- Task brief:
For the entries below, the result should be an exact transcription of the lines from the one with "async fn restore<S>(session: &mut" up to and including the one with "if let Err(e) = session.close_context(extra).await", and only those.

- Dataset extract:
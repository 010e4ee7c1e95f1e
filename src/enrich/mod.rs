//! Detail view enrichment through a browser session.
//!
//! Clicking a listing row opens the advert in a new tab. From that tab we
//! read the page title and named `<meta>` tags, and find the advert image in
//! the `#remark` region for OCR.
//!
//! # Session contract
//!
//! A [`BrowserSession`] is owned by exactly one page worker and is never
//! shared; tab focus is global to the session. [`DetailEnricher::enrich`]
//! enters with one active browsing context and always leaves with the same
//! set of contexts and the original one focused, whether enrichment
//! succeeded or failed at any step.

pub mod chromium;

use crate::error::SessionError;
use crate::models::{ListingDraft, SENTINEL};
use crate::ocr::{OcrEngine, OcrExtractor};
use crate::scrapers::listings::ListingHandle;
use std::collections::BTreeMap;
use std::fmt;
use std::time::Duration as StdDuration;
use tokio::time::{Instant, sleep};
use tracing::{debug, info, instrument, warn};

/// Selector for the advert image inside the remark region.
pub const REMARK_IMAGE: &str = "#remark img";

/// Opaque identifier of a tab/window within one session.
#[derive(Debug, Clone, PartialEq, Eq, Hash)]
pub struct ContextId(pub String);

impl fmt::Display for ContextId {
    fn fmt(&self, f: &mut fmt::Formatter<'_>) -> fmt::Result {
        f.write_str(&self.0)
    }
}

/// An explicitly owned browser session.
///
/// Element-level operations act on the currently focused context.
pub trait BrowserSession {
    /// Navigate the focused context to `url`.
    async fn navigate(&mut self, url: &str) -> Result<(), SessionError>;

    /// All open browsing contexts.
    async fn contexts(&self) -> Result<Vec<ContextId>, SessionError>;

    /// The focused context.
    fn active(&self) -> &ContextId;

    /// Focus `context`.
    async fn switch_to(&mut self, context: &ContextId) -> Result<(), SessionError>;

    /// Close `context`. Closing the focused context leaves focus undefined
    /// until the next [`BrowserSession::switch_to`].
    async fn close_context(&mut self, context: &ContextId) -> Result<(), SessionError>;

    /// Click the first element matching `selector`.
    async fn click(&mut self, selector: &str) -> Result<(), SessionError>;

    /// Title of the focused document, if any.
    async fn title(&mut self) -> Result<Option<String>, SessionError>;

    /// `(name, content)` of every `<meta name=...>` element.
    async fn meta_tags(&mut self) -> Result<Vec<(String, String)>, SessionError>;

    /// Attribute of the first element matching `selector`; `None` if either is absent.
    async fn attribute(&mut self, selector: &str, name: &str) -> Result<Option<String>, SessionError>;

    /// URL of the focused document.
    async fn current_url(&mut self) -> Result<Option<String>, SessionError>;

    /// PNG screenshot of the focused document.
    async fn screenshot(&mut self) -> Result<Vec<u8>, SessionError>;

    /// Close every context and the browser itself.
    async fn shutdown(self);
}

/// Starts one session per page worker.
pub trait SessionLauncher {
    type Session: BrowserSession;

    /// Launch a browser with a single context showing `url`.
    async fn launch(&self, url: &str) -> Result<Self::Session, SessionError>;
}

/// Where the advert text will come from.
enum AdvertImage {
    Url(String),
    Screenshot(Vec<u8>),
    None,
}

/// What was read from the detail tab, before OCR.
struct DetailView {
    seo_title: Option<String>,
    meta_tags: BTreeMap<String, String>,
    image: AdvertImage,
}

/// Timing and fallback knobs for [`DetailEnricher`].
#[derive(Debug, Clone)]
pub struct EnrichOptions {
    /// How long to wait for the detail tab to appear.
    pub detail_timeout: StdDuration,
    /// Poll interval while waiting.
    pub poll_interval: StdDuration,
    /// OCR a screenshot of the detail tab when it has no remark image.
    pub screenshot_fallback: bool,
}

impl Default for EnrichOptions {
    fn default() -> Self {
        Self {
            detail_timeout: StdDuration::from_secs(10),
            poll_interval: StdDuration::from_millis(200),
            screenshot_fallback: false,
        }
    }
}

/// Opens a listing's detail view and augments its draft.
#[derive(Debug)]
pub struct DetailEnricher<E> {
    ocr: OcrExtractor<E>,
    options: EnrichOptions,
}

impl<E> DetailEnricher<E>
where
    E: OcrEngine,
{
    pub fn new(ocr: OcrExtractor<E>, options: EnrichOptions) -> Self {
        Self { ocr, options }
    }

    /// Enrich `base` from the listing's detail view.
    ///
    /// Never fails: on any session error `base` is returned unchanged. The
    /// session's contexts and focus are restored before returning.
    #[instrument(level = "info", skip_all, fields(row = %handle.row_id, reference = %base.reference))]
    pub async fn enrich<S>(&self, session: &mut S, handle: &ListingHandle, base: ListingDraft) -> ListingDraft
    where
        S: BrowserSession,
    {
        let origin = session.active().clone();
        let before = match session.contexts().await {
            Ok(c) => c,
            Err(e) => {
                warn!(error = %e, "Could not list browsing contexts; skipping enrichment");
                return base;
            }
        };

        let outcome = self.read_detail(session, handle, &before).await;
        restore(session, &origin, &before).await;

        let detail = match outcome {
            Ok(d) => d,
            Err(e) => {
                warn!(error = %e, "Enrichment failed; keeping base record");
                return base;
            }
        };

        let extracted_text = match &detail.image {
            AdvertImage::Url(url) => self.ocr.extract_text(url).await,
            AdvertImage::Screenshot(png) => self.ocr.extract_from_bytes(png).await,
            AdvertImage::None => SENTINEL.to_string(),
        };

        info!(
            meta_tags = detail.meta_tags.len(),
            has_title = detail.seo_title.is_some(),
            ocr = extracted_text != SENTINEL,
            "Enriched listing"
        );

        ListingDraft {
            seo_title: detail.seo_title,
            meta_tags: detail.meta_tags,
            extracted_text,
            ..base
        }
    }

    /// Click through to the detail tab and read it. Leaves cleanup to the caller.
    async fn read_detail<S>(
        &self,
        session: &mut S,
        handle: &ListingHandle,
        before: &[ContextId],
    ) -> Result<DetailView, SessionError>
    where
        S: BrowserSession,
    {
        session.click(&handle.click_selector()).await?;

        let detail = self.wait_for_new_context(session, before).await?;
        session.switch_to(&detail).await?;
        debug!(context = %detail, "Switched to detail tab");

        let seo_title = session.title().await?;
        let meta_tags: BTreeMap<String, String> = session
            .meta_tags()
            .await?
            .into_iter()
            .filter(|(name, _)| !name.is_empty())
            .collect();

        let image = self.find_advert_image(session).await;

        Ok(DetailView {
            seo_title,
            meta_tags,
            image,
        })
    }

    /// The remark image, resolved to an absolute URL; errors here only mean "no image".
    async fn find_advert_image<S>(&self, session: &mut S) -> AdvertImage
    where
        S: BrowserSession,
    {
        match session.attribute(REMARK_IMAGE, "src").await {
            Ok(Some(src)) if !src.trim().is_empty() => {
                let base = session.current_url().await.ok().flatten();
                return AdvertImage::Url(absolutize(base.as_deref(), src.trim()));
            }
            Ok(_) => debug!("No advert image in remark region"),
            Err(e) => debug!(error = %e, "Advert image lookup failed"),
        }

        if !self.options.screenshot_fallback {
            return AdvertImage::None;
        }
        match session.screenshot().await {
            Ok(png) => AdvertImage::Screenshot(png),
            Err(e) => {
                debug!(error = %e, "Screenshot fallback failed");
                AdvertImage::None
            }
        }
    }

    async fn wait_for_new_context<S>(&self, session: &S, before: &[ContextId]) -> Result<ContextId, SessionError>
    where
        S: BrowserSession,
    {
        let deadline = Instant::now() + self.options.detail_timeout;
        loop {
            if let Some(new) = session
                .contexts()
                .await?
                .into_iter()
                .find(|c| !before.contains(c))
            {
                return Ok(new);
            }
            if Instant::now() >= deadline {
                return Err(SessionError::Timeout {
                    what: "detail tab",
                    after: self.options.detail_timeout,
                });
            }
            sleep(self.options.poll_interval).await;
        }
    }
}

/// Close every context opened since `before` and refocus `origin`.
async fn restore<S>(session: &mut S, origin: &ContextId, before: &[ContextId])
where
    S: BrowserSession,
{
    match session.contexts().await {
        Ok(now) => {
            for extra in now.iter().filter(|c| !before.contains(c)) {
                if let Err(e) = session.close_context(extra).await {
                    warn!(context = %extra, error = %e, "Failed to close detail tab");
                }
            }
        }
        Err(e) => warn!(error = %e, "Could not list contexts during cleanup"),
    }

    if let Err(e) = session.switch_to(origin).await {
        warn!(context = %origin, error = %e, "Failed to refocus listing tab");
    }
}

fn absolutize(base: Option<&str>, src: &str) -> String {
    base.and_then(|b| url::Url::parse(b).ok())
        .and_then(|b| b.join(src).ok())
        .map(|u| u.to_string())
        .unwrap_or_else(|| src.to_string())
}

- Task solution:
async fn restore<S>(session: &mut S, origin: &ContextId, before: &[ContextId])
where
    S: BrowserSession,
{
    match session.contexts().await {
        Ok(now) => {
            for extra in now.iter().filter(|c| !before.contains(c)) {
                if let Err(e) = session.close_context(extra).await {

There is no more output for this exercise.